They were just finishing the washing-up when Mary-Elizabeth looked at her watch.
“Oh goody! There’s time to read the papers. I haven’t got to be at the vicarage until eleven o’clock.”
“Now you see what a wonderful thing running hot water is,” said Rupert. “You’d still be waiting for the kettle to boil if we were living at Walbrook Manor.”
Mary-Elizabeth said nothing. That was always the way to get the best of Rupert. She settled down to the bits and pieces in the Times’ Arts supplement and was well advanced with the sudoku when she checked her watch again and then hurried into the hall and put on her outdoor coat.
“Ah, Mary. Just a word before you go,” said her cousin, coming out from his study. He didn’t speak to her as a cousin, much more like a brother, which is how she regarded him. “Got all your papers for your meeting read and digested?” he temporized.
“We don’t have much paperwork in the Women’s Institute committee. Now what is it, Rupert?”
“I’ve been thinking—it troubled me—about your sorrow at losing Walbrook.”
“Well, don’t. Really, Rupert—”
“I think sometimes you throw a pretty pink halo around the place, forgetting how horribly inconvenient it was.”
“I am quite aware of that. I have reason to be.”
“Of course you do. But I was wondering, would you like a position—well, a job, to be frank—in Walbrook when the place is really open to the public on a full-time basis?”
A smile burst onto Mary-Elizabeth’s usually rather glum face.
“I can think of nothing I’d like better. But be careful, Rupert. The other members of the Walbrook Trust Board might condemn you as wanting to keep control even when you’ve handed the house over to them.
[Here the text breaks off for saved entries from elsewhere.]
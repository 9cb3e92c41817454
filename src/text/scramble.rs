use unicode_segmentation::UnicodeSegmentation;

use crate::animation::proc::Rng64;
use crate::foundation::core::Fps;
use crate::foundation::error::{ScrollfxError, ScrollfxResult};

/// Decoy characters of the classic scramble.
pub const CLASSIC_ALPHABET: &str = "ABCDEFGHIJKLMNOPQRSTUVWXYZ0123456789!@#$%^&*";

/// Decoy characters of the block-glyph wave scramble.
pub const WAVE_ALPHABET: &str = "XO10▓█░▒ABCDEFGHIJKLMNOPQRSTUVWXYZ";

/// Scramble reveal parameters.
#[derive(Clone, Debug, PartialEq, serde::Serialize, serde::Deserialize)]
#[serde(default)]
pub struct ScrambleConfig {
    /// Seconds at `speed == 1`.
    pub duration: f64,
    /// Playback speed multiplier.
    pub speed: f64,
    /// Decoy characters.
    pub alphabet: String,
    /// Reveal offset of the last character, as a fraction of the run.
    pub reveal_delay: f64,
    /// Add a `sin(i * 0.3) * 0.1` offset per character.
    pub wave: bool,
    /// Frame rate the frames are produced at.
    pub fps: Fps,
    /// Seed for decoy selection.
    pub seed: u64,
}

impl Default for ScrambleConfig {
    fn default() -> Self {
        Self::classic()
    }
}

impl ScrambleConfig {
    /// Left-to-right reveal over the alphanumeric alphabet.
    pub fn classic() -> Self {
        Self {
            duration: 1.5,
            speed: 1.0,
            alphabet: CLASSIC_ALPHABET.to_owned(),
            reveal_delay: 0.3,
            wave: false,
            fps: Fps::display(),
            seed: 0,
        }
    }

    /// Fast, wavy reveal over block glyphs.
    pub fn wave() -> Self {
        Self {
            alphabet: WAVE_ALPHABET.to_owned(),
            reveal_delay: 0.05,
            wave: true,
            ..Self::classic()
        }
    }

    /// Override the seed.
    pub fn seed(mut self, seed: u64) -> Self {
        self.seed = seed;
        self
    }

    /// Total frames: `floor(duration / speed * fps)`.
    pub fn total_frames(&self) -> u64 {
        self.fps.secs_to_frames_floor(self.duration / self.speed)
    }

    /// Reject unusable timings or an empty alphabet.
    pub fn validate(&self) -> ScrollfxResult<()> {
        if !self.duration.is_finite() || self.duration < 0.0 {
            return Err(ScrollfxError::validation(
                "scramble duration must be finite and >= 0",
            ));
        }
        if !self.speed.is_finite() || self.speed <= 0.0 {
            return Err(ScrollfxError::validation("scramble speed must be > 0"));
        }
        if !self.reveal_delay.is_finite() || !(0.0..1.0).contains(&self.reveal_delay) {
            return Err(ScrollfxError::validation(
                "scramble reveal_delay must be in [0, 1)",
            ));
        }
        if self.alphabet.is_empty() {
            return Err(ScrollfxError::validation("scramble alphabet must not be empty"));
        }
        if self.fps.num == 0 || self.fps.den == 0 {
            return Err(ScrollfxError::validation("scramble fps must be > 0"));
        }
        Ok(())
    }
}

/// Frame-by-frame scramble of a target string.
///
/// Each character shows random decoys until its local progress reaches 1, then freezes on
/// its final value. Whitespace is never scrambled. The last frame is the target verbatim.
#[derive(Clone, Debug)]
pub struct Scrambler {
    target: String,
    chars: Vec<String>,
    alphabet: Vec<char>,
    offsets: Vec<f64>,
    window: f64,
    frozen: Vec<bool>,
    frame: u64,
    total_frames: u64,
    frame_secs: f64,
    rng: Rng64,
    finished: bool,
}

impl Scrambler {
    /// Validate `config` and prepare the frames for `target`.
    pub fn new(target: &str, config: ScrambleConfig) -> ScrollfxResult<Self> {
        config.validate()?;
        let chars: Vec<String> = target.graphemes(true).map(str::to_owned).collect();
        let len = chars.len().max(1) as f64;
        let offsets: Vec<f64> = (0..chars.len())
            .map(|i| {
                let wave = if config.wave {
                    (i as f64 * 0.3).sin() * 0.1
                } else {
                    0.0
                };
                (wave + config.reveal_delay * i as f64 / len).max(0.0)
            })
            .collect();
        let max_offset = offsets.iter().copied().fold(0.0, f64::max);
        // Stretch the per-character window so the last character still reaches 1.
        let window = (1.0 - max_offset).max(f64::EPSILON);

        Ok(Self {
            target: target.to_owned(),
            frozen: vec![false; chars.len()],
            chars,
            alphabet: config.alphabet.chars().collect(),
            offsets,
            window,
            frame: 0,
            total_frames: config.total_frames(),
            frame_secs: config.fps.frame_duration_secs(),
            rng: Rng64::new(config.seed),
            finished: false,
        })
    }

    /// Target text.
    pub fn target(&self) -> &str {
        &self.target
    }

    /// Number of frames before the final one.
    pub fn total_frames(&self) -> u64 {
        self.total_frames
    }

    /// Seconds each frame stays on screen.
    pub fn frame_duration_secs(&self) -> f64 {
        self.frame_secs
    }

    /// Whether the final frame has been produced.
    pub fn is_finished(&self) -> bool {
        self.finished
    }

    /// Next displayed string, or `None` once the target has been shown.
    pub fn next_frame(&mut self) -> Option<String> {
        if self.finished {
            return None;
        }
        if self.frame >= self.total_frames {
            self.finished = true;
            self.frozen.iter_mut().for_each(|f| *f = true);
            return Some(self.target.clone());
        }

        let progress = self.frame as f64 / self.total_frames as f64;
        let mut out = String::with_capacity(self.target.len());
        for (i, ch) in self.chars.iter().enumerate() {
            if self.frozen[i] || ch.chars().all(char::is_whitespace) {
                out.push_str(ch);
                continue;
            }
            let local = ((progress - self.offsets[i]) / self.window).clamp(0.0, 1.0);
            if local >= 1.0 {
                self.frozen[i] = true;
                out.push_str(ch);
            } else {
                out.push(self.alphabet[self.rng.next_index(self.alphabet.len())]);
            }
        }
        self.frame += 1;
        Some(out)
    }
}

impl Iterator for Scrambler {
    type Item = String;

    fn next(&mut self) -> Option<String> {
        self.next_frame()
    }
}

#[cfg(test)]
#[path = "../../tests/unit/text/scramble.rs"]
mod tests;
No—there’s no might about it: some of them certainly would.”
“I’m aware of that. I will go very carefully. And you must go carefully and not try to glamorize the place’s past. There were very ugly sides to the days when our family ran the manor and almost everything around it. The Trust, quite rightly, would expect a degree of balance in how the house’s history is presented to the public.”
“And they’d get it from me. I do appreciate how much easier life is in this flat. Everything works, everything is convenient and saves us no end of trouble. We can concentrate on what interests us, not on the grind of everyday living. So in many ways we’re both better off than we were.”
“Of course we are. I knew you must see that,” said Rupert, his relief showing in his voice.
“Still, this place is a bit lacking in style, history, people’s loves and struggles and dilemmas, isn’t it?”
With that Mary-Elizabeth made her way out of the front door, being careful not to bang it.
A few minutes later Rupert passed his cousin as she was gazing into the window of Mrs. Borden’s secondhand-book shop (OPEN THURSDAYS AND SATURDAY MORNINGS the sign said), and he stopped and broached to her what he had been thinking on his walk.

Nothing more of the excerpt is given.